В этих условиях для Русской церкви жизненно необходимым было найти такую форму богословской интерпретации социально-политических и нравственных идеалов социализма (коммунизма), которая одновременно соответствовала бы гражданским чувствам и патриотическим настроениям верующих в СССР. В тоже время не должно было возникнуть сомнение в «истинности» и «неповрежденности» православной веры, не должно было создаваться впечатление отхода от православных догматов и традиций. Итогом поисков, которые как раз и пришлись на 60-80-е годы, стала концепция «коммунистического христианства» - совокупность церковно-богословских идей, рассматривающих коммунистический идеал общественного устройства и его реальное воплощение — социализм как частный случай возможной и наиболее полной реализации в жизни человечества социальных принципов христианства.

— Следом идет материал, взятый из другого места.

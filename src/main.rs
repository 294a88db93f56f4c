use ujs_intercept::config::ClassifierConfig;
use ujs_intercept::logging;
use ujs_intercept::replay::{self, Fixture};

use color_eyre::eyre::{bail, WrapErr};
use color_eyre::Result;
use std::io::{self, Write};
use std::path::PathBuf;

const VERSION: &str = env!("CARGO_PKG_VERSION");

const USAGE: &str = "usage: ujs-replay <fixture.json> [--config <config.json>]";

/// Parsed command line.
struct Args {
    fixture: PathBuf,
    config: Option<PathBuf>,
}

fn parse_args(mut args: impl Iterator<Item = String>) -> Result<Args> {
    let mut fixture = None;
    let mut config = None;

    while let Some(arg) = args.next() {
        match arg.as_str() {
            "--config" => match args.next() {
                Some(path) => config = Some(PathBuf::from(path)),
                None => bail!("--config needs a path\n{}", USAGE),
            },
            flag if flag.starts_with("--") => bail!("unknown flag {}\n{}", flag, USAGE),
            _ if fixture.is_some() => bail!("more than one fixture given\n{}", USAGE),
            _ => fixture = Some(PathBuf::from(arg)),
        }
    }

    match fixture {
        Some(fixture) => Ok(Args { fixture, config }),
        None => bail!("{}", USAGE),
    }
}

fn load_config(path: Option<&PathBuf>) -> Result<ClassifierConfig> {
    let config = match path {
        Some(path) => ClassifierConfig::load(path)
            .wrap_err_with(|| format!("loading config {}", path.display()))?,
        None => ClassifierConfig::default(),
    };
    Ok(config.with_env_overrides())
}

fn main() -> Result<()> {
    // Handle --version flag before any initialization
    if std::env::args().any(|arg| arg == "--version") {
        println!("ujs-replay {}", VERSION);
        std::process::exit(0);
    }

    color_eyre::install()?;
    logging::init();

    let args = parse_args(std::env::args().skip(1))?;
    let config = load_config(args.config.as_ref())?;
    let fixture = Fixture::load(&args.fixture)?;

    tracing::info!(
        fixture = %args.fixture.display(),
        events = fixture.events.len(),
        "replaying fixture"
    );

    let records = replay::replay(&fixture, config)?;

    // stdout carries one JSON record per line
    let stdout = io::stdout();
    let mut out = stdout.lock();
    for record in &records {
        serde_json::to_writer(&mut out, record)?;
        writeln!(out)?;
    }
    out.flush()?;

    Ok(())
}
//! Default dispatch primitives backed by a [`Navigator`].

use crate::models::{DispatchIntent, RequestOptions};
use crate::traits::{Dispatcher, Navigator};

/// Forwards both `visit` and `remote` to a navigation target, tagging each
/// intent with the primitive that produced it.
#[derive(Debug, Clone)]
pub struct NavigatorDispatcher<N> {
    navigator: N,
}

impl<N: Navigator> NavigatorDispatcher<N> {
    pub fn new(navigator: N) -> Self {
        Self { navigator }
    }

    pub fn navigator(&self) -> &N {
        &self.navigator
    }
}

impl<N: Navigator> Dispatcher for NavigatorDispatcher<N> {
    fn visit(&self, url: &str, options: RequestOptions) {
        self.navigator.navigate_to(DispatchIntent::visit(url, options));
    }

    fn remote(&self, url: &str, options: RequestOptions) {
        self.navigator.navigate_to(DispatchIntent::remote(url, options));
    }
}
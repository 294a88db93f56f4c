//! Error types.
//!
//! Classification itself never fails: an interaction that cannot be handled
//! is reported as an ignored outcome. Errors only arise at the edges:
//!
//! - **Configuration**: invalid prefix/param/method, unreadable config files
//! - **Construction**: a classifier built without a dispatcher or form encoder
//! - **Replay**: unreadable fixtures or events targeting unknown elements
//!
//! Each error carries an [`ErrorCategory`] and a short `error_code()` for logs.

mod build;
mod category;
mod config;
mod replay;
mod ujs_error;

pub use build::BuildError;
pub use category::ErrorCategory;
pub use config::ConfigError;
pub use replay::ReplayError;
pub use ujs_error::{UjsError, UjsResult};
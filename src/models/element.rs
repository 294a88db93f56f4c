//! Element vocabulary shared by targets, the in-memory DOM, and replay fixtures.

use serde::{Deserialize, Serialize};
use std::fmt;

/// The kind of element an interaction landed on.
///
/// Only anchors and forms take part in classification. The control kinds
/// exist so form encoders can tell which descendants carry field values.
#[derive(Debug, Clone, PartialEq, Eq, Hash, Serialize, Deserialize)]
#[serde(rename_all = "lowercase")]
pub enum ElementKind {
    /// `<a>`
    Anchor,
    /// `<form>`
    Form,
    /// `<input>`
    Input,
    /// `<textarea>`
    Textarea,
    /// `<select>`
    Select,
    /// `<option>`
    #[serde(rename = "option")]
    SelectOption,
    /// `<button>`
    Button,
    /// Any other tag, kept lowercased
    Other(String),
}

impl ElementKind {
    /// Classify a tag name. Matching is ASCII case-insensitive, so both
    /// `nodeName`-style (`"A"`) and markup-style (`"a"`) names work.
    pub fn from_tag_name(tag_name: &str) -> Self {
        match tag_name.to_ascii_lowercase().as_str() {
            "a" => ElementKind::Anchor,
            "form" => ElementKind::Form,
            "input" => ElementKind::Input,
            "textarea" => ElementKind::Textarea,
            "select" => ElementKind::Select,
            "option" => ElementKind::SelectOption,
            "button" => ElementKind::Button,
            other => ElementKind::Other(other.to_string()),
        }
    }

    /// Lowercase tag name for this kind.
    pub fn tag_name(&self) -> &str {
        match self {
            ElementKind::Anchor => "a",
            ElementKind::Form => "form",
            ElementKind::Input => "input",
            ElementKind::Textarea => "textarea",
            ElementKind::Select => "select",
            ElementKind::SelectOption => "option",
            ElementKind::Button => "button",
            ElementKind::Other(name) => name,
        }
    }
}

impl From<&str> for ElementKind {
    fn from(tag_name: &str) -> Self {
        Self::from_tag_name(tag_name)
    }
}

impl fmt::Display for ElementKind {
    fn fmt(&self, f: &mut fmt::Formatter<'_>) -> fmt::Result {
        write!(f, "{}", self.tag_name())
    }
}

/// A single `name="value"` pair on an element.
#[derive(Debug, Clone, PartialEq, Eq, Serialize, Deserialize)]
pub struct Attribute {
    pub name: String,
    pub value: String,
}

impl Attribute {
    pub fn new(name: impl Into<String>, value: impl Into<String>) -> Self {
        Self {
            name: name.into(),
            value: value.into(),
        }
    }
}
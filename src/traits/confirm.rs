//! Confirmation prompt for `{prefix}-confirm` elements.

/// Asks the user to confirm an interaction before it is dispatched.
pub trait Confirmer {
    /// Returns `true` to proceed.
    fn confirm(&self, message: &str) -> bool;
}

Эта концепция не имеет в прошлом русского православия ни аналогов, ни прототипов, она плод развития богословских идей в условиях жизнедеятельности церкви в социалистическом обществе. Хотя отдельные идеи дореволюционного православия, прежде всего религиозных реформаторов конца XIX — начала ХХ вв., присутствуют в ней. Например, толкование смысла выражения «Царство Божие», которое воспринималось ими не только как эсхатологический идеал, но включало в себя и земную жизнь человека во всех ее проявлениях и формах. Они утверждали: «Царство Божие» есть социальный идеал христианства, перенесенный с «неба» на «землю», а действительность, окружающая человека, не случайна, она есть составная часть «замысла Бога о человеке», результат «творческо-промыслительного действия Бога». И потому, по их мнению, человек обязан творчески соучаствовать в устройстве «мира земного», обустраивать его, активно участвовать в создании материальных и духовных ценностей.
Богословы 60-80-х, развивая эти идеи своих предшественников, признают, что и социалистическое общество есть та среда, в обустройстве которой должен активно участвовать верующий. Причем не только в плане своего личного самоусовершенствования, но и в жизни своего трудового коллектива, сельской общины. Но при всем том, он должен пройти неким средним путем, избегая крайностей, как «полного анахоретства», так и «полного погружения в социальную, политическую, военную и другие сферы мирской жизни» .
Следует сказать и о том, что сам термин «коммунистическое христианство» звучал в устах руководителей Церкви, в проповедях, на страницах церковной прессы очень короткое время — в самом начале 60-х годов. Затем он исчез из публичного обихода, как и адекватные ему, и активно используемые западными христианскими организациями сочетания «аджорнаменто», «модернизм» и т.д. Снятие этих выражений говорило не об отказе от модернизации церковной идеологии, а о нежелании употреблять чрезмерно обязывающие термины. Можно это расценивать и как проявление внутренней борьбы в епископате между «консерваторами» и «прогрессистами», в которой перевес пока был на стороне первых. Но все говорило о том, что по мере смены поколений в епископате, произойдет сдвиг в сторону активного обращения и использования терминов, выражающих процесс модернизации русского православного богословия. Забегая вперед, скажем, что этого не произошло. Бурные политические события, происшедшие в Советском Союзе на рубеже 80-90-х годов, спровоцировали ренессанс традиционного, консервативного богословия. И, как это ни странно, те богословы и церковные деятели, что были в рядах первых и активных «прогрессистов», сегодня идеал социального устройства видят в имперской России, в православной монархии.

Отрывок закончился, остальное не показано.